_Material for this task_:
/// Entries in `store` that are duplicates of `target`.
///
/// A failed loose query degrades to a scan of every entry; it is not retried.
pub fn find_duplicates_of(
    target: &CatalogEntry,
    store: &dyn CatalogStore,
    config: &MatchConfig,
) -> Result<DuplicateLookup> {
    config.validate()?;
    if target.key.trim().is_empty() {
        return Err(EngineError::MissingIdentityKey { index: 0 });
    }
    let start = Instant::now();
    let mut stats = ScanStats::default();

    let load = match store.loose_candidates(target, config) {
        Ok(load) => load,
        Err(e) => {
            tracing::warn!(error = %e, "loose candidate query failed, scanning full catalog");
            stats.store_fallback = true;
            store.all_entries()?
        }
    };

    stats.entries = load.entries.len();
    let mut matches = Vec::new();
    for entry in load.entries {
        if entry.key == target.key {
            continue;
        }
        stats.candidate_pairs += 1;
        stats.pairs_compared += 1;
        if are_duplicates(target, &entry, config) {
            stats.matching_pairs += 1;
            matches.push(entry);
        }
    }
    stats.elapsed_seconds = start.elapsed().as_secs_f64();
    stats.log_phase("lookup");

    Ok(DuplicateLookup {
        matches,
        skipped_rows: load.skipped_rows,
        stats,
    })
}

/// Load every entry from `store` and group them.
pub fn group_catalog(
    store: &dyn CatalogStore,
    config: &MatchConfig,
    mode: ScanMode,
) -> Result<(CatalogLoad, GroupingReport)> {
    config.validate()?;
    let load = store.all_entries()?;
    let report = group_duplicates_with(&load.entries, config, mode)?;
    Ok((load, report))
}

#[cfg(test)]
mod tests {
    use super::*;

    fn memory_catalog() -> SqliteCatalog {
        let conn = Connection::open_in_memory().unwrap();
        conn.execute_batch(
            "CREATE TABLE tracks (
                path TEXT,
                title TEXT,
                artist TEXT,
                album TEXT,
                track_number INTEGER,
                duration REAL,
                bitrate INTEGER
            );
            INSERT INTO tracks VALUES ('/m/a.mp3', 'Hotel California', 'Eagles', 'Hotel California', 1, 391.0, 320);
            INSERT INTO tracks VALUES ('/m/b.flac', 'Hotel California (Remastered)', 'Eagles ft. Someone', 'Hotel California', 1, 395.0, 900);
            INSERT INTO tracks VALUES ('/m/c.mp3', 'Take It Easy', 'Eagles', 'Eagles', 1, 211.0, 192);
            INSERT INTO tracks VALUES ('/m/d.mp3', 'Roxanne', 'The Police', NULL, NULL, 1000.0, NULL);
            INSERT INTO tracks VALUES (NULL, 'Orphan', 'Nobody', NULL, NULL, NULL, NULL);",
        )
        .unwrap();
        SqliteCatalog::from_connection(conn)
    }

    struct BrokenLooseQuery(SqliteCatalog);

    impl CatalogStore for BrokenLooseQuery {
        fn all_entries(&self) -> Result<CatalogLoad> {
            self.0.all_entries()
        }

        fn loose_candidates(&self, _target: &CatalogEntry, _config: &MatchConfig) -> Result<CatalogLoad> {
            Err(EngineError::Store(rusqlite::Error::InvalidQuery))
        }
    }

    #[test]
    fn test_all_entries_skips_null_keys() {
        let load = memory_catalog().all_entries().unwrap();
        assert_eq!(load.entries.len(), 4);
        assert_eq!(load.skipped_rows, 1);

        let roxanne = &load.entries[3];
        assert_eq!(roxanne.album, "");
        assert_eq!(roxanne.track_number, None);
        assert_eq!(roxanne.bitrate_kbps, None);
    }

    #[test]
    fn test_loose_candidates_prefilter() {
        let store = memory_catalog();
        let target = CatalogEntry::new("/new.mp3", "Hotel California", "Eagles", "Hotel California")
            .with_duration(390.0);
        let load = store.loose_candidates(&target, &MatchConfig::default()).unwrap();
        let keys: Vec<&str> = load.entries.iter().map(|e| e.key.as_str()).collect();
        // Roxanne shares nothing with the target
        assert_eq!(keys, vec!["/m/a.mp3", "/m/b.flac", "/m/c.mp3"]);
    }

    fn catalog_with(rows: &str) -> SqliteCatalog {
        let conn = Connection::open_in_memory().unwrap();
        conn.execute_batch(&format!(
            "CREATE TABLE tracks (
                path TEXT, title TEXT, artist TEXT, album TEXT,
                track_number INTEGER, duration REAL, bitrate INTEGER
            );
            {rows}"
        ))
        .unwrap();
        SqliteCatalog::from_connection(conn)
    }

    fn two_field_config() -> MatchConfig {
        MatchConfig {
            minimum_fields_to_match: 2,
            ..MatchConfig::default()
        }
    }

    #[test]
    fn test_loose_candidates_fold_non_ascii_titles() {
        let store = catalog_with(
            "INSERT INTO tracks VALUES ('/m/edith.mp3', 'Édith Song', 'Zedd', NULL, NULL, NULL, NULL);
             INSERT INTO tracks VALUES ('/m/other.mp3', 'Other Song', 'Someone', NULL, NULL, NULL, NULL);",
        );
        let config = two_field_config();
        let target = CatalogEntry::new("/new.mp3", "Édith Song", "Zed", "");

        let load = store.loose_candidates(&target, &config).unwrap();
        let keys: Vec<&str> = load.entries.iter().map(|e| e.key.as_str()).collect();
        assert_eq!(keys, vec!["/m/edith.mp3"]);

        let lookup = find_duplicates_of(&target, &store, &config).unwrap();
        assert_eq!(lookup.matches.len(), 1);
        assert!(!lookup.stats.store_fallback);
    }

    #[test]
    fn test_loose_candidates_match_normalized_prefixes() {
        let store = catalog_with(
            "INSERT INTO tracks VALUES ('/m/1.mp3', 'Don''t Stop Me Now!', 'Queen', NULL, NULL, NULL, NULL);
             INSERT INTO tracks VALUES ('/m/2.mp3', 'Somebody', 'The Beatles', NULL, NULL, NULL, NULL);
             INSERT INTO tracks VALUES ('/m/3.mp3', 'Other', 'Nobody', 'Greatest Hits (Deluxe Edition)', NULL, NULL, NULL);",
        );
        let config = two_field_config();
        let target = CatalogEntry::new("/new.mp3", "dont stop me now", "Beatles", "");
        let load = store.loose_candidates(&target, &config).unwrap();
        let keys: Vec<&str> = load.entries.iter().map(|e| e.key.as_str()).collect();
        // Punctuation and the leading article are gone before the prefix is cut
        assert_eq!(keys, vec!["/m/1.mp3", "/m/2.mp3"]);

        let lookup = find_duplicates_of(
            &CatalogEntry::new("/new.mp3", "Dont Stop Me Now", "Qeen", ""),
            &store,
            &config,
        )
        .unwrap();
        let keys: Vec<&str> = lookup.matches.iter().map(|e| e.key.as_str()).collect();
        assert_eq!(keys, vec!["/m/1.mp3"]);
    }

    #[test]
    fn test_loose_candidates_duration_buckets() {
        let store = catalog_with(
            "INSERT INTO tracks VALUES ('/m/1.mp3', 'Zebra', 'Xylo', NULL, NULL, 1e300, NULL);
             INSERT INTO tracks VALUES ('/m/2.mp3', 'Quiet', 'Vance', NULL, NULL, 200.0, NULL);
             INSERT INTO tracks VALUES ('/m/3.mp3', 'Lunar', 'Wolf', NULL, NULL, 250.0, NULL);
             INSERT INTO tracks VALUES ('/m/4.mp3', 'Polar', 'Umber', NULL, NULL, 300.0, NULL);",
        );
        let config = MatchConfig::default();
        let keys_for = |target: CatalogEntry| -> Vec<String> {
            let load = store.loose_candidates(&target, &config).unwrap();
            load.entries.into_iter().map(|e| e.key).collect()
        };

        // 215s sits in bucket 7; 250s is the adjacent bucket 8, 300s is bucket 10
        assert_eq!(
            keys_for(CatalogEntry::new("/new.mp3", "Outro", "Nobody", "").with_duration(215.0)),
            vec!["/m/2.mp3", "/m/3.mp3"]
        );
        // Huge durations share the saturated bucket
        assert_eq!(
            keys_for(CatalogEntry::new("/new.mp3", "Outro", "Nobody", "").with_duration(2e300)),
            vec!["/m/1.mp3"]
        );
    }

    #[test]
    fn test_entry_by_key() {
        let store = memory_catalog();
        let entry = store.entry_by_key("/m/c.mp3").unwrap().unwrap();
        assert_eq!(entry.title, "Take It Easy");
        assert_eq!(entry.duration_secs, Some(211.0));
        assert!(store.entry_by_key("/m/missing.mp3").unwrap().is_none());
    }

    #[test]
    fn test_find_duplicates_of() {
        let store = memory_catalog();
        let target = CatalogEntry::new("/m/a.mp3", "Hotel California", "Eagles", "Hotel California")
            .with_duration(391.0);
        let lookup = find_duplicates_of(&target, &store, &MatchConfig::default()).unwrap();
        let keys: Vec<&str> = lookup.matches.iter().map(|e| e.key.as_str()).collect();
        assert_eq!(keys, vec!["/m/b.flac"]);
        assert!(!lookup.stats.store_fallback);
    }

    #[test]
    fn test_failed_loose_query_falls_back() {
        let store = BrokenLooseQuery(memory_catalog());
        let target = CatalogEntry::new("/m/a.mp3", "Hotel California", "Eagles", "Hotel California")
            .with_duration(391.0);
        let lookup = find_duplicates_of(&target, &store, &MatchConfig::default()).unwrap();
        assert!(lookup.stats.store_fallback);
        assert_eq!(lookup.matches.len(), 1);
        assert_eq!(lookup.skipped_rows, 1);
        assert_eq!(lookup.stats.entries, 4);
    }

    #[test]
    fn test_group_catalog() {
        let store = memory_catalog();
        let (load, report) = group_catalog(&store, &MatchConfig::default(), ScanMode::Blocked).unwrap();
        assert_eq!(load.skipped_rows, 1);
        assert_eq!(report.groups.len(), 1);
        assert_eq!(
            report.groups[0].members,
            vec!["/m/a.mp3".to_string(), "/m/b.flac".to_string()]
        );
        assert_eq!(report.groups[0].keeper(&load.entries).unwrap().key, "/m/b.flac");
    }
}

_What you have to do_: Where a line of the data above includes "CatalogEntry", copy that line.

_Written solution_:
    target: &CatalogEntry,
        fn loose_candidates(&self, _target: &CatalogEntry, _config: &MatchConfig) -> Result<CatalogLoad> {
        let target = CatalogEntry::new("/new.mp3", "Hotel California", "Eagles", "Hotel California")
        let target = CatalogEntry::new("/new.mp3", "Édith Song", "Zed", "");
        let target = CatalogEntry::new("/new.mp3", "dont stop me now", "Beatles", "");
            &CatalogEntry::new("/new.mp3", "Dont Stop Me Now", "Qeen", ""),
        let keys_for = |target: CatalogEntry| -> Vec<String> {
            keys_for(CatalogEntry::new("/new.mp3", "Outro", "Nobody", "").with_duration(215.0)),
            keys_for(CatalogEntry::new("/new.mp3", "Outro", "Nobody", "").with_duration(2e300)),
        let target = CatalogEntry::new("/m/a.mp3", "Hotel California", "Eagles", "Hotel California")
        let target = CatalogEntry::new("/m/a.mp3", "Hotel California", "Eagles", "Hotel California")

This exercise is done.